- _EXERCISE_: Return the lines from the line containing "Option<&UnexpectedSink>, event: UnexpectedCompletion)" through the last line of the material below, exactly as they appear and with no others.

►

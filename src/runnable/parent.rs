// src/runnable/parent.rs

use std::fmt::Debug;

/// The suite a runnable belongs to.
///
/// Only two things are asked of it: whether it is pending as a whole, and
/// its own title path. Suite trees, sequencing and pass/fail bookkeeping
/// live behind this trait, outside the engine.
pub trait Parent: Send + Sync + Debug {
    fn is_pending(&self) -> bool;
    fn title_path(&self) -> Vec<String>;
}
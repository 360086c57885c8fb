// src/engine/runtime.rs

use std::fmt;

use tokio::sync::mpsc;
use tokio::time::{Instant, sleep_until};
use tracing::{debug, info, warn};

use super::core::{FinalizeGate, Verdict};
use super::error::Outcome;
use super::{Signal, UnexpectedCompletion};

/// Sink for duplicate completions.
pub type UnexpectedSink = mpsc::UnboundedSender<UnexpectedCompletion>;

/// Races an asynchronous body's completion signals against its deadline.
///
/// This is the IO shell around [`FinalizeGate`]: it owns the signal
/// receiver and the deadline timer, feeds whichever wakes first into the
/// gate, and acts on the verdict. The body keeps running after a timeout;
/// the driver only stops *waiting* for it.
///
/// The driver stays alive after delivering the outcome so that late signals
/// can still be classified, and exits once every completion handle is gone.
pub struct Driver {
    gate: FinalizeGate,
    signal_rx: mpsc::UnboundedReceiver<Signal>,
    unexpected: Option<UnexpectedSink>,
}

impl fmt::Debug for Driver {
    fn fmt(&self, f: &mut fmt::Formatter<'_>) -> fmt::Result {
        f.debug_struct("Driver")
            .field("gate", &self.gate)
            .finish_non_exhaustive()
    }
}

impl Driver {
    pub fn new(
        gate: FinalizeGate,
        signal_rx: mpsc::UnboundedReceiver<Signal>,
        unexpected: Option<UnexpectedSink>,
    ) -> Self {
        Self {
            gate,
            signal_rx,
            unexpected,
        }
    }

    /// Main arbitration loop.
    ///
    /// - Signals from the body go through `FinalizeGate::finalize`.
    /// - Deadline expiry goes through `FinalizeGate::expire`.
    /// - `on_complete` is consumed by the first `Deliver` verdict, so it can
    ///   run at most once.
    pub async fn run<F>(mut self, on_complete: F)
    where
        F: FnOnce(Outcome) + Send + 'static,
    {
        let mut on_complete = Some(on_complete);

        debug!(
            test = %self.gate.title(),
            timeout_ms = self.gate.policy().timeout_ms,
            timeouts_enabled = self.gate.policy().enabled,
            "driver started"
        );

        loop {
            // Only race the deadline while a result is still owed.
            let deadline = if on_complete.is_some() {
                self.gate.deadline()
            } else {
                None
            };

            tokio::select! {
                biased;

                signal = self.signal_rx.recv() => match signal {
                    Some(Signal::Done(payload)) => {
                        let verdict = self.gate.finalize(payload, Instant::now());
                        self.apply(verdict, &mut on_complete);
                    }
                    Some(Signal::ResetTimeout(timeout_ms)) => {
                        self.gate.reset_timeout(timeout_ms, Instant::now());
                        debug!(
                            test = %self.gate.title(),
                            timeout_ms = self.gate.policy().timeout_ms,
                            "deadline reset"
                        );
                    }
                    None => {
                        self.handles_dropped(deadline, &mut on_complete).await;
                        break;
                    }
                },

                () = wait_deadline(deadline) => {
                    let verdict = self.gate.expire(Instant::now());
                    self.apply(verdict, &mut on_complete);
                }
            }
        }

        debug!(test = %self.gate.title(), "driver finished");
    }

    /// Every `Done` clone is gone. Nothing can signal any more, so only the
    /// deadline (if armed) can still settle the run.
    async fn handles_dropped<F>(&mut self, deadline: Option<Instant>, on_complete: &mut Option<F>)
    where
        F: FnOnce(Outcome) + Send + 'static,
    {
        if on_complete.is_none() {
            return;
        }

        match deadline {
            Some(deadline) => {
                debug!(
                    test = %self.gate.title(),
                    "completion handles dropped without signalling; waiting for deadline"
                );
                sleep_until(deadline).await;
                let verdict = self.gate.expire(Instant::now());
                self.apply(verdict, on_complete);
            }
            None => {
                warn!(
                    test = %self.gate.title(),
                    "completion handles dropped without signalling and no deadline is armed; \
                     the run will never complete"
                );
            }
        }
    }

    fn apply<F>(&self, verdict: Verdict, on_complete: &mut Option<F>)
    where
        F: FnOnce(Outcome),
    {
        match verdict {
            Verdict::Deliver { outcome, duration } => {
                log_outcome(self.gate.title(), &outcome, duration.as_millis() as u64);
                if let Some(callback) = on_complete.take() {
                    callback(outcome);
                }
            }
            Verdict::Unexpected(failure) => {
                report_unexpected(
                    self.unexpected.as_ref(),
                    UnexpectedCompletion {
                        title: self.gate.title().to_string(),
                        failure,
                    },
                );
            }
            Verdict::Ignored => {
                debug!(
                    test = %self.gate.title(),
                    "completion signal after timeout; ignoring"
                );
            }
        }
    }
}

async fn wait_deadline(deadline: Option<Instant>) {
    match deadline {
        Some(deadline) => sleep_until(deadline).await,
        None => std::future::pending::<()>().await,
    }
}

pub(crate) fn log_outcome(title: &str, outcome: &Outcome, duration_ms: u64) {
    match outcome {
        Outcome::Passed => info!(test = %title, duration_ms, "passed"),
        Outcome::Skipped(pending) => info!(test = %title, reason = %pending, "skipped"),
        Outcome::Failed(failure) => {
            info!(test = %title, duration_ms, error = %failure, "failed")
        }
    }
}

pub(crate) fn report_unexpected(sink: Option<&UnexpectedSink>, event: UnexpectedCompletion) {
    warn!(test = %event.title, error = %event.failure, "unexpected completion signal");
    if let Some(sink) = sink {
        if sink.send(event).is_err() {
            debug!("unexpected-completion receiver dropped");
        }
    }
}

◄

- _WRITTEN SOLUTION_:
pub(crate) fn report_unexpected(sink: Option<&UnexpectedSink>, event: UnexpectedCompletion) {
    warn!(test = %event.title, error = %event.failure, "unexpected completion signal");
    if let Some(sink) = sink {
        if sink.send(event).is_err() {
            debug!("unexpected-completion receiver dropped");
        }
    }
}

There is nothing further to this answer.